In Windows 7, UAC has been modified to pop up alerts less often. It also, said Rivera and Long, has been changed so that by default the feature is set to "Don't notify me when I make changes to Windows settings."
"Windows 7 now ships with UAC configured to hide prompts when users change Windows settings," noted Rivera in a post to his blog on Friday. "While this mode still ensures normal applications can't overwrite your entire registry, Microsoft made a boo-boo in allowing users to change any Windows setting without any prompts.
"Yes, you can even change UAC settings, allow[ing] applications free reign in elevated mode, after the required restart," Rivera continued.

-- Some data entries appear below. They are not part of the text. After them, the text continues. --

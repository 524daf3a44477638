#![cfg_attr(feature = "fail-on-warnings", deny(warnings))]
#![warn(clippy::all, clippy::pedantic, clippy::nursery, clippy::cargo)]
#![allow(clippy::multiple_crate_versions, clippy::cargo_common_metadata)]

//! API request and response types for the dashboard server.
//!
//! These types are serialized to JSON for the REST API. They are separate
//! from the core dashboard types to allow independent evolution of the
//! API contract.

use serde::{Deserialize, Serialize};
use shark_map_dashboard::{DetailRow, FilterState, SelectionEvent, SummaryRow};

/// Health check response.
#[derive(Debug, Serialize)]
#[serde(rename_all = "camelCase")]
pub struct ApiHealth {
    /// Whether the service is healthy.
    pub healthy: bool,
    /// Service version.
    pub version: String,
}

/// A dropdown option: what the user sees and what the callback receives.
#[derive(Debug, Clone, PartialEq, Eq, Serialize, Deserialize)]
#[serde(rename_all = "camelCase")]
pub struct ApiOption {
    /// Display label.
    pub label: String,
    /// Value submitted on selection.
    pub value: String,
}

impl ApiOption {
    /// An option whose label equals its value.
    #[must_use]
    pub fn plain(value: &str) -> Self {
        Self {
            label: value.to_owned(),
            value: value.to_owned(),
        }
    }
}

/// The control-panel configuration: dropdown options plus the startup
/// filter defaults.
#[derive(Debug, Clone, Serialize, Deserialize)]
#[serde(rename_all = "camelCase")]
pub struct ApiControls {
    /// State dropdown options (distinct codes present in the data).
    pub states: Vec<ApiOption>,
    /// Metric dropdown options (the fixed four, two sharing a value).
    pub metrics: Vec<ApiOption>,
    /// Startup filter state.
    pub defaults: FilterState,
}

/// Query parameters for the region-select endpoint.
#[derive(Debug, Clone, Deserialize)]
#[serde(rename_all = "camelCase")]
pub struct RegionQueryParams {
    /// Selected state code.
    pub state: Option<String>,
    /// Whether "select all regions" is checked.
    pub select_all: Option<bool>,
}

/// Response of the region-select endpoint.
#[derive(Debug, Clone, Serialize, Deserialize)]
#[serde(rename_all = "camelCase")]
pub struct ApiRegionSelect {
    /// Region dropdown options in contract order.
    pub options: Vec<ApiOption>,
    /// Currently selected region values.
    pub value: Vec<String>,
}

/// Query parameters for the select-all checklist endpoint.
#[derive(Debug, Clone, Deserialize)]
#[serde(rename_all = "camelCase")]
pub struct ChecklistQueryParams {
    /// Number of currently selected regions.
    pub selected: usize,
    /// Number of region options.
    pub options: usize,
    /// Whether the checklist is currently checked.
    pub checked: bool,
}

/// Response of the select-all checklist endpoint when an update is
/// emitted (suppression is a `204 No Content`).
#[derive(Debug, Clone, Serialize, Deserialize)]
#[serde(rename_all = "camelCase")]
pub struct ApiChecklist {
    /// The new checked state of the checklist.
    pub checked: bool,
}

/// Query parameters for the figure endpoints.
#[derive(Debug, Clone, Deserialize)]
#[serde(rename_all = "camelCase")]
pub struct FigureQueryParams {
    /// Selected state code.
    pub state: Option<String>,
    /// Selected metric column identifier.
    pub metric: Option<String>,
    /// Comma-separated locations to highlight (distribution plot only).
    pub highlighted: Option<String>,
}

/// Body of the selection-table endpoints.
#[derive(Debug, Clone, Deserialize)]
#[serde(rename_all = "camelCase")]
pub struct SelectionRequest {
    /// Selected state code.
    pub state: Option<String>,
    /// Selected metric column identifier.
    pub metric: Option<String>,
    /// The triggering selection event, absent when no chart has fired
    /// yet.
    pub event: Option<SelectionEvent>,
}

/// The metric summary table.
#[derive(Debug, Clone, Serialize)]
#[serde(rename_all = "camelCase")]
pub struct ApiSummaryTable {
    /// Column headers in display order.
    pub columns: Vec<String>,
    /// Table rows.
    pub rows: Vec<SummaryRow>,
}

impl ApiSummaryTable {
    /// Column headers of the metric summary table.
    #[must_use]
    pub fn columns() -> Vec<String> {
        [
            "Location",
            "Shark Species",
            "Incident Year",
            "Maximum Metric",
            "Minimum Metric",
        ]
        .iter()
        .map(|s| (*s).to_owned())
        .collect()
    }
}

/// The incident detail table.
#[derive(Debug, Clone, Serialize)]
#[serde(rename_all = "camelCase")]
pub struct ApiDetailTable {
    /// Column headers in display order.
    pub columns: Vec<String>,
    /// Table rows.
    pub rows: Vec<DetailRow>,
}

impl ApiDetailTable {
    /// Column headers of the incident detail table.
    #[must_use]
    pub fn columns() -> Vec<String> {
        ["Shark Species", "Location", "Incident Year", "Metric Summary"]
            .iter()
            .map(|s| (*s).to_owned())
            .collect()
    }
}
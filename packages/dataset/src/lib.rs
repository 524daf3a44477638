#![cfg_attr(feature = "fail-on-warnings", deny(warnings))]
#![warn(clippy::all, clippy::pedantic, clippy::nursery, clippy::cargo)]
#![allow(clippy::multiple_crate_versions, clippy::cargo_common_metadata)]

//! Dataset provider for the shark incident dashboard.
//!
//! Loads the incident table once at startup from a CSV export of the
//! Australian Shark-Incident Database and exposes it as an immutable,
//! column-addressable [`IncidentTable`]. Load failures are fatal; bad
//! values inside numeric columns are not; they coerce to `None` so the
//! rest of the row stays usable.

pub mod parsing;

use std::collections::BTreeMap;
use std::path::Path;

use shark_map_incident_models::{AusState, IncidentRecord, NumericField};

use crate::parsing::{parse_opt_f64, parse_opt_string, parse_opt_year};

/// Errors that can occur while loading the incident dataset.
#[derive(Debug, thiserror::Error)]
pub enum DatasetError {
    /// An I/O operation failed.
    #[error("I/O error: {0}")]
    Io(#[from] std::io::Error),

    /// CSV parsing failed.
    #[error("CSV error: {0}")]
    Csv(#[from] csv::Error),

    /// A required column is missing from the header row.
    #[error("Missing column '{name}' in incident dataset")]
    MissingColumn {
        /// The column identifier that was not found.
        name: String,
    },
}

/// Columns the loader requires in the header row.
const REQUIRED_COLUMNS: &[&str] = &[
    "State",
    "Location",
    "Shark.common.name",
    "Shark.length.m",
    "Victim.age",
    "Incident.year",
    "Latitude",
    "Longitude",
];

/// The immutable in-memory incident table.
///
/// Created once at process start and shared read-only across every
/// handler invocation. Derived views (region options, summaries, chart
/// specs) are recomputed from it per event, never cached inside it.
#[derive(Debug, Clone)]
pub struct IncidentTable {
    records: Vec<IncidentRecord>,
}

impl IncidentTable {
    /// Wraps an already-parsed set of records.
    #[must_use]
    pub const fn from_records(records: Vec<IncidentRecord>) -> Self {
        Self { records }
    }

    /// Returns all records in source order.
    #[must_use]
    pub fn records(&self) -> &[IncidentRecord] {
        &self.records
    }

    /// Number of records in the table.
    #[must_use]
    pub const fn len(&self) -> usize {
        self.records.len()
    }

    /// Whether the table is empty.
    #[must_use]
    pub const fn is_empty(&self) -> bool {
        self.records.is_empty()
    }

    /// Returns the distinct states present in the data, in first-seen
    /// order. This ordering drives the state dropdown; its first entry is
    /// the default selection.
    #[must_use]
    pub fn states(&self) -> Vec<AusState> {
        let mut seen = Vec::new();
        for record in &self.records {
            if let Some(state) = record.state {
                if !seen.contains(&state) {
                    seen.push(state);
                }
            }
        }
        seen
    }

    /// Returns the records for the given state, in source order.
    pub fn records_for_state(&self, state: AusState) -> impl Iterator<Item = &IncidentRecord> {
        self.records
            .iter()
            .filter(move |r| r.state == Some(state))
    }

    /// Returns the records for the given state whose location (with the
    /// unknown-location sentinel applied) equals `location`.
    pub fn records_at<'a>(
        &'a self,
        state: AusState,
        location: &'a str,
    ) -> impl Iterator<Item = &'a IncidentRecord> {
        self.records_for_state(state)
            .filter(move |r| r.location_or_unknown() == location)
    }

    /// Returns the full column of values for a numeric field, with
    /// unparseable source values already coerced to `None`.
    #[must_use]
    pub fn numeric_column(&self, field: NumericField) -> Vec<Option<f64>> {
        self.records
            .iter()
            .map(|r| r.numeric_value(field))
            .collect()
    }

    /// Returns the distinct species names in first-seen order. This
    /// ordering defines the integer encoding of the categorical
    /// parallel-coordinates axis.
    #[must_use]
    pub fn species(&self) -> Vec<String> {
        let mut seen = Vec::new();
        for record in &self.records {
            if let Some(species) = &record.species {
                if !seen.iter().any(|s| s == species) {
                    seen.push(species.clone());
                }
            }
        }
        seen
    }
}

/// Loads the incident table from a CSV file.
///
/// The file is header-addressed: columns are looked up by name, so column
/// order (including a leading index column from the spreadsheet export)
/// does not matter.
///
/// # Errors
///
/// Returns [`DatasetError`] if the file cannot be read, is not valid CSV,
/// or is missing any of the required columns.
pub fn load_incidents(path: &Path) -> Result<IncidentTable, DatasetError> {
    let mut reader = csv::ReaderBuilder::new().flexible(true).from_path(path)?;

    let headers = reader.headers()?.clone();
    let mut index: BTreeMap<&str, usize> = BTreeMap::new();
    for (i, name) in headers.iter().enumerate() {
        index.entry(name.trim()).or_insert(i);
    }

    for name in REQUIRED_COLUMNS {
        if !index.contains_key(name) {
            return Err(DatasetError::MissingColumn {
                name: (*name).to_string(),
            });
        }
    }

    let field = |row: &csv::StringRecord, name: &str| -> Option<String> {
        index.get(name).and_then(|&i| row.get(i)).map(str::to_owned)
    };

    let mut records = Vec::new();
    for row in reader.records() {
        let row = row?;

        let state = field(&row, "State")
            .and_then(|s| s.trim().parse::<AusState>().ok());

        records.push(IncidentRecord {
            state,
            location: field(&row, "Location").as_deref().and_then(parse_opt_string),
            species: field(&row, "Shark.common.name")
                .as_deref()
                .and_then(parse_opt_string),
            shark_length: field(&row, "Shark.length.m")
                .as_deref()
                .and_then(parse_opt_f64),
            victim_age: field(&row, "Victim.age").as_deref().and_then(parse_opt_f64),
            incident_year: field(&row, "Incident.year")
                .as_deref()
                .and_then(parse_opt_year),
            latitude: field(&row, "Latitude").as_deref().and_then(parse_opt_f64),
            longitude: field(&row, "Longitude").as_deref().and_then(parse_opt_f64),
        });
    }

    log::info!("Loaded {} incident records from {path:?}", records.len());

    Ok(IncidentTable::from_records(records))
}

The danger, Rivera and Long said, is that attackers can easily disable UAC -- one of Microsoft's most heavily-promoted security features in the last two years -- without involving the user, and -- since by default Windows 7 doesn't warn when such changes are made -- without the user's knowledge.
The pair created a proof-of-concept script that disables UAC, and posted it online.
"We soon realized the implications are even worse than originally thought," said Long. "You could automate a restart after UAC has been changed, add a program to the user's Startup folder and because UAC is now off, run with full administrative privileges ready to wreak havoc."
Microsoft disagreed with Rivera's and Long's conclusion.
"This is not a vulnerability," said a Microsoft spokesman in an e-mail. "The intent of the default configuration of UAC is that users don't get prompted when making changes to Windows settings. This [includes] changing the UAC prompting level."
The spokesman went on to say that the changes to UAC in Windows 7 were based on feedback Microsoft received from users, and noted that a script such as the one Rivera and Long created could only gain entry to a PC if the user downloaded and ran it, or if it was introduced as part of a broader attack. "In order for malicious code to have gotten on to the box," the spokesman continued, "something else [must have] already been breached, or the user has explicitly consented," the spokesman said.
Andrew Storms , director of security operations at nCircle Network Security Inc., took Microsoft's side in the discussion. "I would agree [that] it is functioning as designed," said Storms via instant messaging. "The word 'vulnerability' is probably misplaced in this case. [And] the point is that it had to have gotten on there and run by something...a user clicking, some third-party software, etc."
The Microsoft spokesman declined to answer a question about whether the company would alter UAC behavior in Windows 7 as it moves from beta to the next milestone, a release candidate. Long, however, noted that on the official feedback forum for Windows 7 beta testers, Microsoft has hinted that it will not change the UAC default settings.
In a follow-up entry posted Saturday , Long remained mystified by Microsoft's reluctance to address the issue. "What I do not understand is how they are treating the seriousness of this problem," he said. "Microsoft's argument is entirely based on the user, which I agree to an extent -- they have to download and execute such an application, but remember, this can be a low-privileged application so it would have no warnings whatsoever.
"How could a low-privileged application be[ing] able to turn off the entire privileged-applications security-layer not be a security flaw?" he asked.
Users can protect themselves by simply resetting UAC settings to the "Always notify" option. "Annoying, but safe," said Long.
To change UAC's settings in Windows 7, locate the control panel -- typing "UAC" in the Start menu's search field is the fastest way to bring it up -- then drag the slider up to the "Always notify" mark. Click OK.
Microsoft launched a public beta of Windows 7 three weeks ago, and recently extended the download deadline to Feb. 10.